__WORK REQUIRED__.
Only the lines from the beginning of the data below through the line containing "This program is distributed" belong in the response, each copied exactly.

------ INFORMATION

/*  types_parse.rs -- Parsing of common types
    This file is part of sombra.

    This program is free software: you can redistribute it and/or modify
    it under the terms of the GNU General Public License as published by
    the Free Software Foundation, either version 3 of the License, or
    (at your option) any later version.

    This program is distributed in the hope that it will be useful,
    but WITHOUT ANY WARRANTY; without even the implied warranty of
    MERCHANTABILITY or FITNESS FOR A PARTICULAR PURPOSE.  See the
    GNU General Public License for more details.

    You should have received a copy of the GNU General Public License
    along with this program.  If not, see <https://www.gnu.org/licenses/>.
*/

use crate::{
    error::parse::*,
    types::{
        Day, Epsilon, Fraction, Hour, Latitude, Length, Location, Longitude,
        Month, SampleCount, Span, Step, UtcOffset,
    },
    utils::IntoGeneric,
};
use chrono::{NaiveDate, NaiveTime};
use frunk::validated::IntoValidated;
use std::{error::Error, str::FromStr};

impl FromStr for Latitude {
    type Err = LatitudeError;

    fn from_str(s: &str) -> Result<Self, Self::Err> {
        Ok(s.trim()
            .parse::<f64>()
            .map_err(|e| LatitudeError::Parse(e, s.into()))?
            .try_into()?)
    }
}

impl FromStr for Longitude {
    type Err = LongitudeError;

    fn from_str(s: &str) -> Result<Self, Self::Err> {
        Ok(s.trim()
            .parse::<f64>()
            .map_err(|e| LongitudeError::Parse(e, s.into()))?
            .try_into()?)
    }
}

impl FromStr for Location {
    type Err = LocationError;

    fn from_str(s: &str) -> Result<Self, Self::Err> {
        let lat =
            |s: &str| s.parse::<Latitude>().map_err(LocationErrorT::from);
        let lon =
            |s: &str| s.parse::<Longitude>().map_err(LocationErrorT::from);

        match *s.split(':').collect::<Vec<_>>().as_slice() {
            [a, b] => Ok((lat(a).into_validated() + lon(b))
                .into_result()?
                .into_generic()),
            _ => Err(LocationError::Fmt),
        }
    }
}

impl FromStr for UtcOffset {
    type Err = UtcOffsetError;

    fn from_str(s: &str) -> Result<Self, Self::Err> {
        Ok(s.trim()
            .parse::<f64>()
            .map_err(|e| UtcOffsetError::Parse(e, s.into()))?
            .try_into()?)
    }
}

impl FromStr for Length {
    type Err = LengthError;

    fn from_str(s: &str) -> Result<Self, Self::Err> {
        Ok(s.trim()
            .parse::<f64>()
            .map_err(|e| LengthError::Parse(e, s.into()))?
            .try_into()?)
    }
}

impl FromStr for Fraction {
    type Err = FractionError;

    fn from_str(s: &str) -> Result<Self, Self::Err> {
        Ok(s.trim()
            .parse::<f64>()
            .map_err(|e| FractionError::Parse(e, s.into()))?
            .try_into()?)
    }
}

impl FromStr for Epsilon {
    type Err = EpsilonError;

    fn from_str(s: &str) -> Result<Self, Self::Err> {
        Ok(s.trim()
            .parse::<f64>()
            .map_err(|e| EpsilonError::Parse(e, s.into()))?
            .try_into()?)
    }
}

impl FromStr for SampleCount {
    type Err = SampleCountError;

    fn from_str(s: &str) -> Result<Self, Self::Err> {
        Ok(s.trim()
            .parse::<usize>()
            .map_err(|e| SampleCountError::Parse(e, s.into()))?
            .try_into()?)
    }
}

impl FromStr for Month {
    type Err = MonthError;

    fn from_str(s: &str) -> Result<Self, Self::Err> {
        Ok(s.trim()
            .parse::<u8>()
            .map_err(|e| MonthError::Parse(e, s.into()))?
            .try_into()?)
    }
}

impl FromStr for Day {
    type Err = DayError;

    fn from_str(s: &str) -> Result<Self, Self::Err> {
        Ok(s.trim()
            .parse::<u8>()
            .map_err(|e| DayError::Parse(e, s.into()))?
            .try_into()?)
    }
}

impl FromStr for Hour {
    type Err = HourError;

    fn from_str(s: &str) -> Result<Self, Self::Err> {
        Ok(s.trim()
            .parse::<u8>()
            .map_err(|e| HourError::Parse(e, s.into()))?
            .try_into()?)
    }
}

impl FromStr for Step {
    type Err = StepError;

    fn from_str(s: &str) -> Result<Self, Self::Err> {
        Ok(s.trim()
            .parse::<u8>()
            .map_err(|e| StepError::Parse(e, s.into()))?
            .try_into()?)
    }
}

impl<E, T> FromStr for Span<T>
where
    E: Error,
    T: Clone + PartialOrd + FromStr<Err = E>,
{
    type Err = SpanError<E>;

    fn from_str(s: &str) -> Result<Self, Self::Err> {
        match *s.split('-').collect::<Vec<_>>().as_slice() {
            [v] => {
                let v = v.parse::<T>().map_err(|e| vec![e])?;
                Ok(Self {
                    min: v.clone(),
                    max: v,
                })
            }
            [min, max] => Ok((min.parse().into_validated() + max.parse())
                .into_result()?
                .into_generic::<(T, T)>()
                .try_into()?),
            _ => Err(SpanError::Fmt),
        }
    }
}

pub fn parse_date(s: &str) -> Result<NaiveDate, DateError> {
    NaiveDate::parse_from_str(s.trim(), "%Y-%m-%d")
        .map_err(|e| DateError(e, s.into()))
}

/// Accepts `HH:MM` and `HH:MM:SS`
pub fn parse_time(s: &str) -> Result<NaiveTime, TimeError> {
    let t = s.trim();
    NaiveTime::parse_from_str(t, "%H:%M:%S")
        .or_else(|_| NaiveTime::parse_from_str(t, "%H:%M"))
        .map_err(|e| TimeError(e, s.into()))
}

#[cfg(test)]
mod tests {
    use super::*;
    use anyhow::Result;
    use insta::assert_snapshot;

    #[test]
    fn test_location() -> Result<()> {
        let loc = "-3.731862:-38.526669".parse::<Location>()?;
        assert_eq!(*loc.lat, -3.731862);
        assert_eq!(*loc.lon, -38.526669);

        let loc = " 51.5 : 0 ".parse::<Location>()?;
        assert_eq!(*loc.lat, 51.5);
        assert_eq!(*loc.lon, 0.0);

        assert!("90:0".parse::<Location>().is_err());
        assert!(matches!(
            "-3.7".parse::<Location>(),
            Err(LocationError::Fmt)
        ));
        Ok(())
    }

    #[test]
    fn test_location_collects_both_errors() {
        let e = "91:west".parse::<Location>().unwrap_err();
        assert_snapshot!(e, @r###"
        - latitude must be strictly between -90° and 90°, got 91
        - invalid longitude (west):
          invalid float literal
        "###);
    }

    #[test]
    fn test_numbers() -> Result<()> {
        assert_eq!(*"-3".parse::<UtcOffset>()?, -3.0);
        assert_eq!(*"5.75".parse::<UtcOffset>()?, 5.75);
        assert!("-13".parse::<UtcOffset>().is_err());
        assert_eq!(*"1.2".parse::<Length>()?, 1.2);
        assert!("0".parse::<Length>().is_err());
        assert!("-1".parse::<Length>().is_err());
        assert!("inf".parse::<Length>().is_err());
        assert_eq!(*"0.5".parse::<Fraction>()?, 0.5);
        assert!("1.5".parse::<Fraction>().is_err());
        assert_eq!(*"1e-12".parse::<Epsilon>()?, 1e-12);
        assert!("0".parse::<Epsilon>().is_err());
        assert_eq!(*"300".parse::<SampleCount>()?, 300);
        assert!("1".parse::<SampleCount>().is_err());
        assert_eq!(*"12".parse::<Month>()?, 12);
        assert!("13".parse::<Month>().is_err());
        assert_eq!(*"31".parse::<Day>()?, 31);
        assert!("0".parse::<Day>().is_err());
        assert_eq!(*"0".parse::<Hour>()?, 0);
        assert!("24".parse::<Hour>().is_err());
        assert_eq!(*"12".parse::<Step>()?, 12);
        assert!("0".parse::<Step>().is_err());
        Ok(())
    }

    #[test]
    fn test_number_errors() {
        assert_snapshot!(
            "x".parse::<Month>().unwrap_err(),
            @r###"
        invalid month (x):
        invalid digit found in string
        "###
        );
        assert_snapshot!(
            "-0.5".parse::<Fraction>().unwrap_err(),
            @"value must be between 0 and 1, got -0.5"
        );
    }

    #[test]
    fn test_span() -> Result<()> {
        let s = "3-9".parse::<Span<Month>>()?;
        assert_eq!((*s.min, *s.max), (3, 9));
        let s = "7".parse::<Span<Hour>>()?;
        assert_eq!((*s.min, *s.max), (7, 7));
        let s = "0.2-0.8".parse::<Span<Fraction>>()?;
        assert_eq!((*s.min, *s.max), (0.2, 0.8));

        assert!(matches!(
            "9-3".parse::<Span<Month>>(),
            Err(SpanError::Type(_))
        ));
        assert!(matches!(
            "1-2-3".parse::<Span<Month>>(),
            Err(SpanError::Fmt)
        ));
        assert!(matches!(
            "0-13".parse::<Span<Month>>(),
            Err(SpanError::Vec(_))
        ));
        Ok(())
    }

    #[test]
    fn test_date_time() -> Result<()> {
        let d = parse_date("2026-03-20")?;
        assert_eq!(Some(d), NaiveDate::from_ymd_opt(2026, 3, 20));
        assert!(parse_date("2026-02-30").is_err());
        assert!(parse_date("20/03/2026").is_err());

        let t = parse_time("12:30")?;
        assert_eq!(Some(t), NaiveTime::from_hms_opt(12, 30, 0));
        let t = parse_time("06:05:09")?;
        assert_eq!(Some(t), NaiveTime::from_hms_opt(6, 5, 9));
        assert!(parse_time("25:00").is_err());
        Ok(())
    }
}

------------

__COMPLETED TASK__.
/*  types_parse.rs -- Parsing of common types
    This file is part of sombra.

    This program is free software: you can redistribute it and/or modify
    it under the terms of the GNU General Public License as published by
    the Free Software Foundation, either version 3 of the License, or
    (at your option) any later version.

    This program is distributed in the hope that it will be useful,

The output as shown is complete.